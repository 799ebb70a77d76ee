//! The scene graph host: object storage plus the ordered render list.

use hecs::{Entity, World};

use super::node::{Light, Material, Sphere};
use crate::animation::Tweener;
use crate::camera::Camera;
use crate::mesh::Transform;

/// Everything that gets drawn, and everything that could be.
///
/// Entities live in a [`World`]; the render list (`children`) decides which
/// of them are drawn. Removing an entity from the render list does not
/// destroy it: a tween may still be animating it, exactly as an object
/// removed from a scene keeps existing while something refers to it.
/// [`Scene::collect_orphans`] destroys the ones nothing refers to any more.
pub struct Scene {
    world: World,
    children: Vec<Entity>,
    /// The camera the scene is drawn from.
    pub camera: Camera,
}

impl Scene {
    pub fn new(camera: Camera) -> Self {
        Self {
            world: World::new(),
            children: Vec::new(),
            camera,
        }
    }

    pub fn world(&self) -> &World {
        &self.world
    }

    pub fn world_mut(&mut self) -> &mut World {
        &mut self.world
    }

    /// Create a sphere mesh entity. It is not drawn until [`add`](Self::add)ed.
    pub fn spawn_mesh(&mut self, sphere: Sphere, transform: Transform, material: Material) -> Entity {
        self.world.spawn((sphere, transform, material))
    }

    /// Create a light entity. It is not lit until [`add`](Self::add)ed.
    pub fn spawn_light(&mut self, light: Light) -> Entity {
        self.world.spawn((light,))
    }

    /// Append `entity` to the render list. Adding twice is a no-op.
    pub fn add(&mut self, entity: Entity) {
        if !self.children.contains(&entity) {
            self.children.push(entity);
        }
    }

    /// Drop `entity` from the render list.
    pub fn remove(&mut self, entity: Entity) {
        self.children.retain(|&child| child != entity);
    }

    /// Empty the render list. Lights go too.
    pub fn clear(&mut self) {
        self.children.clear();
    }

    pub fn contains(&self, entity: Entity) -> bool {
        self.children.contains(&entity)
    }

    /// The render list, in insertion order.
    pub fn children(&self) -> &[Entity] {
        &self.children
    }

    /// Drawn mesh entities, in render-list order.
    pub fn meshes(&self) -> Vec<Entity> {
        self.children
            .iter()
            .copied()
            .filter(|&e| self.world.get::<&Material>(e).is_ok())
            .collect()
    }

    /// Lights in the render list.
    pub fn lights(&self) -> Vec<Light> {
        self.children
            .iter()
            .filter_map(|&e| self.world.get::<&Light>(e).ok().map(|light| *light))
            .collect()
    }

    pub fn transform(&self, entity: Entity) -> Option<Transform> {
        self.world.get::<&Transform>(entity).ok().map(|t| *t)
    }

    pub fn material(&self, entity: Entity) -> Option<Material> {
        self.world.get::<&Material>(entity).ok().map(|m| (*m).clone())
    }

    pub fn sphere(&self, entity: Entity) -> Option<Sphere> {
        self.world.get::<&Sphere>(entity).ok().map(|s| *s)
    }

    /// Mutable access to a material, for attaching textures and the like.
    pub fn material_mut(&mut self, entity: Entity) -> Option<&mut Material> {
        self.world.query_one_mut::<&mut Material>(entity).ok()
    }

    /// Whether the entity still exists, drawn or not.
    pub fn is_alive(&self, entity: Entity) -> bool {
        self.world.contains(entity)
    }

    /// Destroy entities that are neither drawn nor going anywhere.
    ///
    /// An entity outside the render list survives while a finite tween still
    /// targets it, since that tween may complete and report back. An entity
    /// outside the render list whose only tweens repeat forever can never be
    /// seen again; those tweens are dropped along with it.
    pub fn collect_orphans<C>(&mut self, tweens: &mut Tweener<C>) -> usize {
        let orphans: Vec<Entity> = self
            .world
            .iter()
            .map(|entity_ref| entity_ref.entity())
            .filter(|e| !self.children.contains(e))
            .filter(|&e| tweens.only_endless_on(e))
            .collect();

        for &entity in &orphans {
            tweens.drop_target(entity);
            // Just listed from this world.
            let _ = self.world.despawn(entity);
            log::trace!("Despawned detached entity {:?}", entity);
        }
        orphans.len()
    }
}

#[cfg(test)]
mod tests {
    use super::*;
    use crate::animation::{Easing, Property, Repeat, Tween};
    use crate::color::Color;
    use glam::Vec3;

    fn scene() -> Scene {
        Scene::new(Camera::default())
    }

    fn globe(scene: &mut Scene) -> Entity {
        scene.spawn_mesh(
            Sphere::GLOBE,
            Transform::new(),
            Material::colored(Color::WHITE),
        )
    }

    #[test]
    fn add_remove_clear() {
        let mut scene = scene();
        let mesh = globe(&mut scene);
        let light = scene.spawn_light(Light::ambient(Color::WHITE, 0.5));

        assert!(scene.children().is_empty());
        scene.add(mesh);
        scene.add(light);
        scene.add(mesh);
        assert_eq!(scene.children(), &[mesh, light]);
        assert_eq!(scene.meshes(), vec![mesh]);
        assert_eq!(scene.lights().len(), 1);

        scene.remove(mesh);
        assert!(!scene.contains(mesh));
        assert!(scene.is_alive(mesh));

        scene.clear();
        assert!(scene.children().is_empty());
        assert!(scene.lights().is_empty());
    }

    #[test]
    fn orphans_without_tweens_are_despawned() {
        let mut scene = scene();
        let drawn = globe(&mut scene);
        let detached = globe(&mut scene);
        let light = scene.spawn_light(Light::ambient(Color::WHITE, 1.0));
        scene.add(drawn);

        let mut tweens: Tweener<()> = Tweener::new();
        assert_eq!(scene.collect_orphans(&mut tweens), 2);
        assert!(scene.is_alive(drawn));
        assert!(!scene.is_alive(detached));
        assert!(!scene.is_alive(light));
    }

    #[test]
    fn finite_tweens_keep_detached_entities_alive() {
        let mut scene = scene();
        let mesh = globe(&mut scene);

        let mut tweens = Tweener::new();
        let shrink = Tween::to(mesh, Property::Scale, Vec3::ZERO)
            .duration(1.0)
            .easing(Easing::CubicIn)
            .on_complete(())
            .build()
            .unwrap();
        tweens.add(shrink, scene.world_mut(), 0.0);

        assert_eq!(scene.collect_orphans(&mut tweens), 0);
        assert!(scene.is_alive(mesh));

        assert_eq!(tweens.update(1.0, scene.world_mut()), vec![()]);
        assert_eq!(scene.collect_orphans(&mut tweens), 1);
    }

    #[test]
    fn endless_tweens_do_not_keep_detached_entities_alive() {
        let mut scene = scene();
        let mesh = globe(&mut scene);

        let mut tweens: Tweener<()> = Tweener::new();
        let spin = Tween::to(mesh, Property::RotationY, 10.0)
            .duration(7.0)
            .repeat(Repeat::Forever)
            .build()
            .unwrap();
        tweens.add(spin, scene.world_mut(), 0.0);

        scene.add(mesh);
        assert_eq!(scene.collect_orphans(&mut tweens), 0);
        assert_eq!(tweens.len(), 1);

        scene.remove(mesh);
        assert_eq!(scene.collect_orphans(&mut tweens), 1);
        assert!(tweens.is_empty());
    }
}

━━━━━━━━━━━━━━━━

__PROBLEM STATEMENT__: The material shown above must be written out again in full, exactly as it reads.

__RESPONSE TO THIS EXERCISE__:
repository 799ebb70a77d76ee
//! The scene graph host: object storage plus the ordered render list.

use hecs::{Entity, World};

use super::node::{Light, Material, Sphere};
use crate::animation::Tweener;
use crate::camera::Camera;
use crate::mesh::Transform;

/// Everything that gets drawn, and everything that could be.
///
/// Entities live in a [`World`]; the render list (`children`) decides which
/// of them are drawn. Removing an entity from the render list does not
/// destroy it: a tween may still be animating it, exactly as an object
/// removed from a scene keeps existing while something refers to it.
/// [`Scene::collect_orphans`] destroys the ones nothing refers to any more.
pub struct Scene {
    world: World,
    children: Vec<Entity>,
    /// The camera the scene is drawn from.
    pub camera: Camera,
}

impl Scene {
    pub fn new(camera: Camera) -> Self {
        Self {
            world: World::new(),
            children: Vec::new(),
            camera,
        }
    }

    pub fn world(&self) -> &World {
        &self.world
    }

    pub fn world_mut(&mut self) -> &mut World {
        &mut self.world
    }

    /// Create a sphere mesh entity. It is not drawn until [`add`](Self::add)ed.
    pub fn spawn_mesh(&mut self, sphere: Sphere, transform: Transform, material: Material) -> Entity {
        self.world.spawn((sphere, transform, material))
    }

    /// Create a light entity. It is not lit until [`add`](Self::add)ed.
    pub fn spawn_light(&mut self, light: Light) -> Entity {
        self.world.spawn((light,))
    }

    /// Append `entity` to the render list. Adding twice is a no-op.
    pub fn add(&mut self, entity: Entity) {
        if !self.children.contains(&entity) {
            self.children.push(entity);
        }
    }

    /// Drop `entity` from the render list.
    pub fn remove(&mut self, entity: Entity) {
        self.children.retain(|&child| child != entity);
    }

    /// Empty the render list. Lights go too.
    pub fn clear(&mut self) {
        self.children.clear();
    }

    pub fn contains(&self, entity: Entity) -> bool {
        self.children.contains(&entity)
    }

    /// The render list, in insertion order.
    pub fn children(&self) -> &[Entity] {
        &self.children
    }

    /// Drawn mesh entities, in render-list order.
    pub fn meshes(&self) -> Vec<Entity> {
        self.children
            .iter()
            .copied()
            .filter(|&e| self.world.get::<&Material>(e).is_ok())
            .collect()
    }

    /// Lights in the render list.
    pub fn lights(&self) -> Vec<Light> {
        self.children
            .iter()
            .filter_map(|&e| self.world.get::<&Light>(e).ok().map(|light| *light))
            .collect()
    }

    pub fn transform(&self, entity: Entity) -> Option<Transform> {
        self.world.get::<&Transform>(entity).ok().map(|t| *t)
    }

    pub fn material(&self, entity: Entity) -> Option<Material> {
        self.world.get::<&Material>(entity).ok().map(|m| (*m).clone())
    }

    pub fn sphere(&self, entity: Entity) -> Option<Sphere> {
        self.world.get::<&Sphere>(entity).ok().map(|s| *s)
    }

    /// Mutable access to a material, for attaching textures and the like.
    pub fn material_mut(&mut self, entity: Entity) -> Option<&mut Material> {
        self.world.query_one_mut::<&mut Material>(entity).ok()
    }

    /// Whether the entity still exists, drawn or not.
    pub fn is_alive(&self, entity: Entity) -> bool {
        self.world.contains(entity)
    }

    /// Destroy entities that are neither drawn nor going anywhere.
    ///
    /// An entity outside the render list survives while a finite tween still
    /// targets it, since that tween may complete and report back. An entity
    /// outside the render list whose only tweens repeat forever can never be
    /// seen again; those tweens are dropped along with it.
    pub fn collect_orphans<C>(&mut self, tweens: &mut Tweener<C>) -> usize {
        let orphans: Vec<Entity> = self
            .world
            .iter()
            .map(|entity_ref| entity_ref.entity())
            .filter(|e| !self.children.contains(e))
            .filter(|&e| tweens.only_endless_on(e))
            .collect();

        for &entity in &orphans {
            tweens.drop_target(entity);
            // Just listed from this world.
            let _ = self.world.despawn(entity);
            log::trace!("Despawned detached entity {:?}", entity);
        }
        orphans.len()
    }
}

#[cfg(test)]
mod tests {
    use super::*;
    use crate::animation::{Easing, Property, Repeat, Tween};
    use crate::color::Color;
    use glam::Vec3;

    fn scene() -> Scene {
        Scene::new(Camera::default())
    }

    fn globe(scene: &mut Scene) -> Entity {
        scene.spawn_mesh(
            Sphere::GLOBE,
            Transform::new(),
            Material::colored(Color::WHITE),
        )
    }

    #[test]
    fn add_remove_clear() {
        let mut scene = scene();
        let mesh = globe(&mut scene);
        let light = scene.spawn_light(Light::ambient(Color::WHITE, 0.5));

        assert!(scene.children().is_empty());
        scene.add(mesh);
        scene.add(light);
        scene.add(mesh);
        assert_eq!(scene.children(), &[mesh, light]);
        assert_eq!(scene.meshes(), vec![mesh]);
        assert_eq!(scene.lights().len(), 1);

        scene.remove(mesh);
        assert!(!scene.contains(mesh));
        assert!(scene.is_alive(mesh));

        scene.clear();
        assert!(scene.children().is_empty());
        assert!(scene.lights().is_empty());
    }

    #[test]
    fn orphans_without_tweens_are_despawned() {
        let mut scene = scene();
        let drawn = globe(&mut scene);
        let detached = globe(&mut scene);
        let light = scene.spawn_light(Light::ambient(Color::WHITE, 1.0));
        scene.add(drawn);

        let mut tweens: Tweener<()> = Tweener::new();
        assert_eq!(scene.collect_orphans(&mut tweens), 2);
        assert!(scene.is_alive(drawn));
        assert!(!scene.is_alive(detached));
        assert!(!scene.is_alive(light));
    }

    #[test]
    fn finite_tweens_keep_detached_entities_alive() {
        let mut scene = scene();
        let mesh = globe(&mut scene);

        let mut tweens = Tweener::new();
        let shrink = Tween::to(mesh, Property::Scale, Vec3::ZERO)
            .duration(1.0)
            .easing(Easing::CubicIn)
            .on_complete(())
            .build()
            .unwrap();
        tweens.add(shrink, scene.world_mut(), 0.0);

        assert_eq!(scene.collect_orphans(&mut tweens), 0);
        assert!(scene.is_alive(mesh));

        assert_eq!(tweens.update(1.0, scene.world_mut()), vec![()]);
        assert_eq!(scene.collect_orphans(&mut tweens), 1);
    }

    #[test]
    fn endless_tweens_do_not_keep_detached_entities_alive() {
        let mut scene = scene();
        let mesh = globe(&mut scene);

        let mut tweens: Tweener<()> = Tweener::new();
        let spin = Tween::to(mesh, Property::RotationY, 10.0)
            .duration(7.0)
            .repeat(Repeat::Forever)
            .build()
            .unwrap();
        tweens.add(spin, scene.world_mut(), 0.0);

        scene.add(mesh);
        assert_eq!(scene.collect_orphans(&mut tweens), 0);
        assert_eq!(tweens.len(), 1);

        scene.remove(mesh);
        assert_eq!(scene.collect_orphans(&mut tweens), 1);
        assert!(tweens.is_empty());
    }
}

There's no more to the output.